To determine if an officer is entitled to qualified immunity, we must follow a two step analysis. Saucier v. Katz, 533 U.S. 194, 201, 121 S.Ct. 2151, 150 L.Ed.2d 272 (2001). First, the facts must show that the officer violated a constitutional right. Id. Second, the right must be clearly established so that a reasonable officer would understand that what he is doing violates that right. Id. at 201-02. The officers are entitled to qualified immunity if a reasonable officer could have believed that the arrest is lawful in light of the information that the officer had and clearly established law. Hunter v. Bryant, 502 U.S. 224, 227, 112 S.Ct. 534, 116 L.Ed.2d 589 (1991). “Even law enforcement officials who ‘reasonably but mistakenly conclude that probable cause is present’ are entitled to immunity.” Id. (quoting Anderson v. Creighton, 483 U.S. 635, 641, 107 S.Ct. 3034, 97 L.Ed.2d 523 (1987)).

[598]*598“An investigator may be held liable under § 1983 for making material false statements either knowingly or in reckless disregard for the truth to establish probable cause for an arrest.” Vakilian v. Shaw, 335 F.3d 509, 517 (6th Cir.2003) (citing Ahlers v.

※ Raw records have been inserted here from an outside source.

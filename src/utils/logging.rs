//! Logging configuration and setup
//!
//! This module provides logging initialization and structured logging
//! helpers for catalog loading.

use std::path::Path;
use tracing::{debug, info, warn};
use tracing_appender::non_blocking::WorkerGuard;
use tracing_subscriber::{layer::SubscriberExt, util::SubscriberInitExt, EnvFilter, Layer};
use crate::config::LoggingConfig;
use crate::utils::errors::{VernacularError, Result};

/// Initialize logging based on configuration
///
/// When a log directory is configured, a daily rolling file layer is added
/// next to stdout. The returned guard flushes that file writer on drop and
/// must be kept alive for the lifetime of the process.
pub fn init_logging(config: &LoggingConfig) -> Result<Option<WorkerGuard>> {
    let filter = EnvFilter::try_new(&config.level)
        .map_err(|e| VernacularError::Config(format!("Invalid log level '{}': {}", config.level, e)))?;

    let stdout_layer = if config.json {
        tracing_subscriber::fmt::layer()
            .json()
            .with_writer(std::io::stdout)
            .boxed()
    } else {
        tracing_subscriber::fmt::layer()
            .with_writer(std::io::stdout)
            .boxed()
    };

    let (file_layer, guard) = match &config.directory {
        Some(directory) => {
            let file_appender = tracing_appender::rolling::daily(directory, "vernacular.log");
            let (non_blocking, guard) = tracing_appender::non_blocking(file_appender);
            let layer = tracing_subscriber::fmt::layer()
                .with_ansi(false)
                .with_writer(non_blocking);
            (Some(layer), Some(guard))
        }
        None => (None, None),
    };

    tracing_subscriber::registry()
        .with(filter)
        .with(stdout_layer)
        .with(file_layer)
        .try_init()
        .map_err(|e| VernacularError::Config(format!("Logging already initialized: {}", e)))?;

    info!("Logging initialized with level: {}", config.level);
    Ok(guard)
}

/// Log a catalog that was loaded into the store
pub fn log_catalog_loaded(domain: &str, locale: &str, path: &Path, messages: usize) {
    debug!(
        domain = domain,
        locale = locale,
        path = %path.display(),
        messages = messages,
        "Catalog loaded"
    );
}

/// Log a translation source that was skipped
pub fn log_source_skipped(path: &Path, reason: &str) {
    warn!(
        path = %path.display(),
        reason = reason,
        "Translation source skipped"
    );
}
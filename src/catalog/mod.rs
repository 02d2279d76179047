//! Compiled catalogs and the translation store
//!
//! This module holds everything the translator consumes: the store and
//! catalog lookup traits, the in-memory implementations, plural rules,
//! the gettext `.po`/`.mo` codecs and the loader that assembles a store
//! from translation roots on disk.

pub mod loader;
pub mod message_catalog;
pub mod mo;
pub mod plural;
pub mod po;
pub mod store;

pub use loader::{CatalogLoader, TranslationSource};
pub use message_catalog::MessageCatalog;
pub use plural::{PluralExpr, PluralRule};
pub use store::{Catalog, CatalogStats, CatalogStore, StoreStats, TranslationStore};
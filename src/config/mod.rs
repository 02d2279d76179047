//! Configuration management module
//!
//! This module handles loading and validation of configuration from
//! configuration files and environment variables.

pub mod settings;
pub mod validation;

pub use settings::{Settings, TranslationsConfig, LoggingConfig};
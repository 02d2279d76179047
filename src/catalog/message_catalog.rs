//! Compiled message catalog for one domain and locale

use std::collections::{BTreeMap, HashMap};

use super::plural::PluralRule;
use super::store::Catalog;
use crate::utils::errors::Result;

/// Separator gettext places between a context and its msgid
pub const CONTEXT_SEPARATOR: char = '\u{4}';

/// Runtime message catalog for lookups
#[derive(Debug, Clone, Default)]
pub struct MessageCatalog {
    /// Map from msgid to msgstr
    messages: HashMap<String, String>,
    /// Map from msgid to msgid_plural to `[msgstr[0], msgstr[1], ...]`
    plurals: HashMap<String, HashMap<String, Vec<String>>>,
    /// Rule selecting a plural form index
    plural_rule: PluralRule,
    /// Header fields carried by the empty msgid
    metadata: BTreeMap<String, String>,
}

impl MessageCatalog {
    /// Create an empty catalog using the default plural rule
    pub fn new() -> Self {
        Self::default()
    }

    /// Create an empty catalog with the given plural rule
    pub fn with_plural_rule(plural_rule: PluralRule) -> Self {
        Self {
            plural_rule,
            ..Self::default()
        }
    }

    /// Add a singular translation
    pub fn add_message(&mut self, msgid: impl Into<String>, msgstr: impl Into<String>) {
        self.messages.insert(msgid.into(), msgstr.into());
    }

    /// Add a plural translation, one entry per form index
    pub fn add_plural_message(
        &mut self,
        msgid: impl Into<String>,
        msgid_plural: impl Into<String>,
        forms: Vec<String>,
    ) {
        self.plurals
            .entry(msgid.into())
            .or_default()
            .insert(msgid_plural.into(), forms);
    }

    /// Parse a gettext header block and apply its `Plural-Forms`.
    ///
    /// Headers are `Name: value` lines; lines without a colon are ignored.
    pub fn set_header(&mut self, header: &str) -> Result<()> {
        for line in header.lines() {
            if let Some((name, value)) = line.split_once(':') {
                self.metadata
                    .insert(name.trim().to_string(), value.trim().to_string());
            }
        }
        if let Some(plural_forms) = self.metadata.get("Plural-Forms") {
            self.plural_rule = PluralRule::from_header(plural_forms)?;
        }
        Ok(())
    }

    pub fn plural_rule(&self) -> &PluralRule {
        &self.plural_rule
    }

    /// Header value by field name, e.g. `Language`
    pub fn metadata(&self, name: &str) -> Option<&str> {
        self.metadata.get(name).map(String::as_str)
    }

    /// Header as gettext stores it under the empty msgid
    pub fn header(&self) -> String {
        let mut header = String::new();
        for (name, value) in &self.metadata {
            header.push_str(name);
            header.push_str(": ");
            header.push_str(value);
            header.push('\n');
        }
        header
    }

    pub fn gettext(&self, msgid: &str) -> Option<&str> {
        self.messages.get(msgid).map(String::as_str)
    }

    pub fn ngettext(&self, msgid: &str, msgid_plural: &str, count: u64) -> Option<&str> {
        let forms = self.plurals.get(msgid)?.get(msgid_plural)?;
        forms
            .get(self.plural_rule.index(count))
            .map(String::as_str)
    }

    /// Look up a message with context
    pub fn pgettext(&self, msgctxt: &str, msgid: &str) -> Option<&str> {
        let key = format!("{}{}{}", msgctxt, CONTEXT_SEPARATOR, msgid);
        self.messages.get(&key).map(String::as_str)
    }

    /// Number of singular plus plural entries
    pub fn len(&self) -> usize {
        self.messages.len() + self.plurals.values().map(HashMap::len).sum::<usize>()
    }

    pub fn is_empty(&self) -> bool {
        self.len() == 0
    }

    /// Singular entries
    pub fn messages(&self) -> impl Iterator<Item = (&str, &str)> {
        self.messages.iter().map(|(k, v)| (k.as_str(), v.as_str()))
    }

    /// Plural entries as `(msgid, msgid_plural, forms)`
    pub fn plural_messages(&self) -> impl Iterator<Item = (&str, &str, &[String])> {
        self.plurals.iter().flat_map(|(msgid, by_plural)| {
            by_plural
                .iter()
                .map(move |(msgid_plural, forms)| (msgid.as_str(), msgid_plural.as_str(), forms.as_slice()))
        })
    }
}

impl Catalog for MessageCatalog {
    fn get(&self, key: &str) -> Result<Option<&str>> {
        Ok(self.gettext(key))
    }

    fn get_plural(&self, singular: &str, plural: &str, count: u64) -> Result<Option<&str>> {
        Ok(self.ngettext(singular, plural, count))
    }
}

Schebil, 188 F.3d 365, 373 (6th Cir.1999)). “To overcome an officer’s entitlement to qualified immunity, however, a plaintiff must establish: (1) a substantial showing that the defendant stated a deliberate falsehood or showed reckless disregard for the truth and (2) that the allegedly false or omitted information was material to the finding of probable cause.” Vakilian, 335 F.3d at 517. In this case, only Officer Snowden testified before the grand jury. Officer Davidson gave no information to the grand jury to establish probable cause for an indictment and subsequent arrest of Mr. Ayers nor did he arrest Mr. Ayers. Because Officer Davidson did not arrest Mr. Ayers or testify against him, he has not violated any of Mr. Ayers’s rights. In the absence of a constitutional violation, there is no cause of action against Officer Davidson.

Officer Snowden presumably testified that the confidential informant identified Mr. Ayers as the drug dealer that supplied her with drugs.1 “A law enforcement officer is entitled to rely on an eyewitness identification to establish adequate probable cause with which to sustain an arrest,” unless, at the time of the arrest, the officer had reason to believe that the eyewitness was lying, gave an inaccurate description, or mistaken. Ahlers, 188 F.3d at 370. Before the second buy on April 27, 2001, however, the confidential informant identified Mr. Ayers as her dealer from his driver’s license photograph. After that, she went back and again told the Officers that she bought drugs from Mr. Ayers. Three days later, she went back to the mobile home park and bought drugs. Again, she told the Officers that she bought drugs from Mr. Ayers.